▸ Exercise directions: Within the material below, locate the line with "let id = id.into();" and the line with "let url = url.into().trim().to_string();", then return those two lines and all lines between them, exactly as written.

▸ Information provided:
****************
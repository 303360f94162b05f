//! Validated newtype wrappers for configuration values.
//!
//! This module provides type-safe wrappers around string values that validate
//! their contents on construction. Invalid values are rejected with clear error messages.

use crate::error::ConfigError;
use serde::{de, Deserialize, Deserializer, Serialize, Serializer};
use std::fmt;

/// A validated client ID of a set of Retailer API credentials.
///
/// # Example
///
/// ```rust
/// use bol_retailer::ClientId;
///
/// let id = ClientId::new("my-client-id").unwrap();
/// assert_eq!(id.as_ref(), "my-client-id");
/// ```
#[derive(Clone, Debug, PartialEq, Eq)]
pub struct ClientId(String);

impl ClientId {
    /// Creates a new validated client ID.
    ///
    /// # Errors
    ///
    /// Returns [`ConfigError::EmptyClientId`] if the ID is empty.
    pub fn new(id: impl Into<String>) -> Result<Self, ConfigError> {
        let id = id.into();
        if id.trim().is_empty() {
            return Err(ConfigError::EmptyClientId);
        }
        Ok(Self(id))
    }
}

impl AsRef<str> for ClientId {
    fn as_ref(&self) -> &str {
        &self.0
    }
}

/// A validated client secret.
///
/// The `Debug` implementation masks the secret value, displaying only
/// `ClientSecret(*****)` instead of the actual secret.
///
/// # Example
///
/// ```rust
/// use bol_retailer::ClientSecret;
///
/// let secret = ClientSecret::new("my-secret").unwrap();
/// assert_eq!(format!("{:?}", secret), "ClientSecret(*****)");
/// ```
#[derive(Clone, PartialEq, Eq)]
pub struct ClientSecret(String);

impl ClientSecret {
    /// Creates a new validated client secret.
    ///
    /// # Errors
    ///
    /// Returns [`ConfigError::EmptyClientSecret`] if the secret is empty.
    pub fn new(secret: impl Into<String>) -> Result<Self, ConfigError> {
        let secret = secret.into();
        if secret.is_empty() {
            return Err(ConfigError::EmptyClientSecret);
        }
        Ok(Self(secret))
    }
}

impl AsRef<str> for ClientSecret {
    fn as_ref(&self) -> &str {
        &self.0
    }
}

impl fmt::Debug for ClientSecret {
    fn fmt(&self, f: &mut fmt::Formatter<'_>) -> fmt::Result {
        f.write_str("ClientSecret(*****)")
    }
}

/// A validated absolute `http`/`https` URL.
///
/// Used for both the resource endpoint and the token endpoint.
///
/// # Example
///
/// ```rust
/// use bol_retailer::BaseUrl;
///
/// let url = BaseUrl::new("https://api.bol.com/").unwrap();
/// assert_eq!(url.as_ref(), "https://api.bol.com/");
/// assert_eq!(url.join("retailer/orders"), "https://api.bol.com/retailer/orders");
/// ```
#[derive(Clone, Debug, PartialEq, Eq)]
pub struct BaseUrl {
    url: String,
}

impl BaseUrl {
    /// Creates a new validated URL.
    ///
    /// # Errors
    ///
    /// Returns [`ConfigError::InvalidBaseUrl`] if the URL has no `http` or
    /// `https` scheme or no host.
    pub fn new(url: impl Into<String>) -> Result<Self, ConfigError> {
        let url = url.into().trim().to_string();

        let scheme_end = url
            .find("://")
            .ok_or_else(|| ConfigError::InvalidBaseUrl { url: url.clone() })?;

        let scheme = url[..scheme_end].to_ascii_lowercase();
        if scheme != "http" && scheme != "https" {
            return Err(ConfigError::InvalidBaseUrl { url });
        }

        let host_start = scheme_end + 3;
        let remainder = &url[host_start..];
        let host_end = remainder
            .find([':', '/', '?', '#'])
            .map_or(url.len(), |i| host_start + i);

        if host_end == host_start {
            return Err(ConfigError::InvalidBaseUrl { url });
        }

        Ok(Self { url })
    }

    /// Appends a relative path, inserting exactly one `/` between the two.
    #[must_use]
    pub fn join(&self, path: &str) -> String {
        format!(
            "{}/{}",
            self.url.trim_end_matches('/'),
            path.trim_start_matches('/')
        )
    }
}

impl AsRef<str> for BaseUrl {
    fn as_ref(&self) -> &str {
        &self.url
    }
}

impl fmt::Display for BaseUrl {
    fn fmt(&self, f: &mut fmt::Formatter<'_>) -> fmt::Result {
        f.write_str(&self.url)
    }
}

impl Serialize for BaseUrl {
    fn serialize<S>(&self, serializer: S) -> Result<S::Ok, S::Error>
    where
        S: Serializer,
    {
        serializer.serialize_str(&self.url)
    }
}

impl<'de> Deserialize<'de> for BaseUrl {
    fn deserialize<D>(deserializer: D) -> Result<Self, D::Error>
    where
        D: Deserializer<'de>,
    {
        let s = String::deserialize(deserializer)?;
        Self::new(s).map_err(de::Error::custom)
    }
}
****************
▸ Answer to this task:
        let id = id.into();
        if id.trim().is_empty() {
            return Err(ConfigError::EmptyClientId);
        }
        Ok(Self(id))
    }
}

impl AsRef<str> for ClientId {
    fn as_ref(&self) -> &str {
        &self.0
    }
}

/// A validated client secret.
///
/// The `Debug` implementation masks the secret value, displaying only
/// `ClientSecret(*****)` instead of the actual secret.
///
/// # Example
///
/// ```rust
/// use bol_retailer::ClientSecret;
///
/// let secret = ClientSecret::new("my-secret").unwrap();
/// assert_eq!(format!("{:?}", secret), "ClientSecret(*****)");
/// ```
#[derive(Clone, PartialEq, Eq)]
pub struct ClientSecret(String);

impl ClientSecret {
    /// Creates a new validated client secret.
    ///
    /// # Errors
    ///
    /// Returns [`ConfigError::EmptyClientSecret`] if the secret is empty.
    pub fn new(secret: impl Into<String>) -> Result<Self, ConfigError> {
        let secret = secret.into();
        if secret.is_empty() {
            return Err(ConfigError::EmptyClientSecret);
        }
        Ok(Self(secret))
    }
}

impl AsRef<str> for ClientSecret {
    fn as_ref(&self) -> &str {
        &self.0
    }
}

impl fmt::Debug for ClientSecret {
    fn fmt(&self, f: &mut fmt::Formatter<'_>) -> fmt::Result {
        f.write_str("ClientSecret(*****)")
    }
}

/// A validated absolute `http`/`https` URL.
///
/// Used for both the resource endpoint and the token endpoint.
///
/// # Example
///
/// ```rust
/// use bol_retailer::BaseUrl;
///
/// let url = BaseUrl::new("https://api.bol.com/").unwrap();
/// assert_eq!(url.as_ref(), "https://api.bol.com/");
/// assert_eq!(url.join("retailer/orders"), "https://api.bol.com/retailer/orders");
/// ```
#[derive(Clone, Debug, PartialEq, Eq)]
pub struct BaseUrl {
    url: String,
}

impl BaseUrl {
    /// Creates a new validated URL.
    ///
    /// # Errors
    ///
    /// Returns [`ConfigError::InvalidBaseUrl`] if the URL has no `http` or
    /// `https` scheme or no host.
    pub fn new(url: impl Into<String>) -> Result<Self, ConfigError> {
        let url = url.into().trim().to_string();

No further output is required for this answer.